Interesting. I think I'd like to one day but I hope its not too lavish and expensive. I guess for me, it just kind of says, "yep this is the one".

That said, had some long term relationships did not work out that way?Regrets? Yep, tons, ... Always dated older girls and wish I'd either settled down with them already, or given my "late bloomer" status that I'd gone with somewhat younger ones.

 One of my ex's has 3 or 4 kids now, she is
"vice president" of a toast master's club and has a solid position as an engineer.

Another is a single mom with two kids with a pretty good career. She had her last kid artificially because her biological clock was ticking. I probably had the best relationship with her but she has some issues related to a jerk father and ... long story. We're still pretty good friends.

I feel guilty but i really do want to have my own kids. Its a silly sentiment but for some reason my family members don't seem to get many, at least the ones in Canada on my dad's side. My mum made me very "sentiment" about my 6 generation canadian status and stuff. Anyway, I was not brought up with religion but marriage is pretty ingrained into my 40 year old head as something a person should do. I may actually hate the details; divorces are NASTY and in Canada the man is SCREWED if he divorces.

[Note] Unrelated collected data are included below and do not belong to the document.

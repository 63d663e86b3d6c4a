//! Terminal and NDJSON presentation for the CLI

pub mod error;
pub mod json;
//! CommandRunner port
//!
//! Runs package-manager commands in a dependency root and hands back their
//! standard output. Infrastructure provides the process-based runner; tests
//! substitute canned outputs.

use std::fmt;
use std::path::Path;
use std::time::Duration;

/// The package-manager invocations the resolver relies on.
#[derive(Debug, Clone, Copy, PartialEq, Eq, Hash)]
pub enum PackageManagerCommand {
    /// `list --json --prod` - every production module with its direct children
    ListProduction,
    /// `config current --json` - effective configuration, incl. `modulesFolder`
    CurrentConfig,
}

impl PackageManagerCommand {
    pub fn args(&self) -> &'static [&'static str] {
        match self {
            Self::ListProduction => &["list", "--json", "--prod"],
            Self::CurrentConfig => &["config", "current", "--json"],
        }
    }

    /// Full command line for messages, e.g. `yarn list --json --prod`
    pub fn command_line(&self, program: &str) -> String {
        format!("{} {}", program, self.args().join(" "))
    }
}

impl fmt::Display for PackageManagerCommand {
    fn fmt(&self, f: &mut fmt::Formatter<'_>) -> fmt::Result {
        f.write_str(&self.args().join(" "))
    }
}

#[derive(Debug, thiserror::Error)]
pub enum CommandError {
    #[error("Unable to execute the command {command}: {message}")]
    Spawn { command: String, message: String },

    #[error("Command {command} exited with {}: {stderr}", exit_label(.code))]
    Failed {
        command: String,
        code: Option<i32>,
        stderr: String,
    },

    #[error("Command {command} did not finish within {}s", .timeout.as_secs())]
    TimedOut { command: String, timeout: Duration },
}

fn exit_label(code: &Option<i32>) -> String {
    match code {
        Some(code) => format!("exit code {code}"),
        None => "no exit code (terminated by signal)".to_string(),
    }
}

pub trait CommandRunner: Send + Sync {
    /// Run `command` with `cwd` as working directory and return its stdout.
    fn run(&self, command: PackageManagerCommand, cwd: &Path) -> Result<String, CommandError>;

    /// Name of the package-manager executable, for messages.
    fn program(&self) -> &str;
}

impl<T: CommandRunner + ?Sized> CommandRunner for &T {
    fn run(&self, command: PackageManagerCommand, cwd: &Path) -> Result<String, CommandError> {
        (**self).run(command, cwd)
    }

    fn program(&self) -> &str {
        (**self).program()
    }
}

(The only exception I know involved a friend dating an Iranian guy who LIED in court saying he was supporting his "poor" parents oversees; they are actually very wealthy. That was actually a paternity suit case but in divorce as well, the guy gets SCREWED under Canadian law.

I have a friend, he and his ex-wife make almost the same salary, (she makes slightly yes but has job-security and pension benefits, they have
joint custody of the kids, but he had to fork over tons of money to her.)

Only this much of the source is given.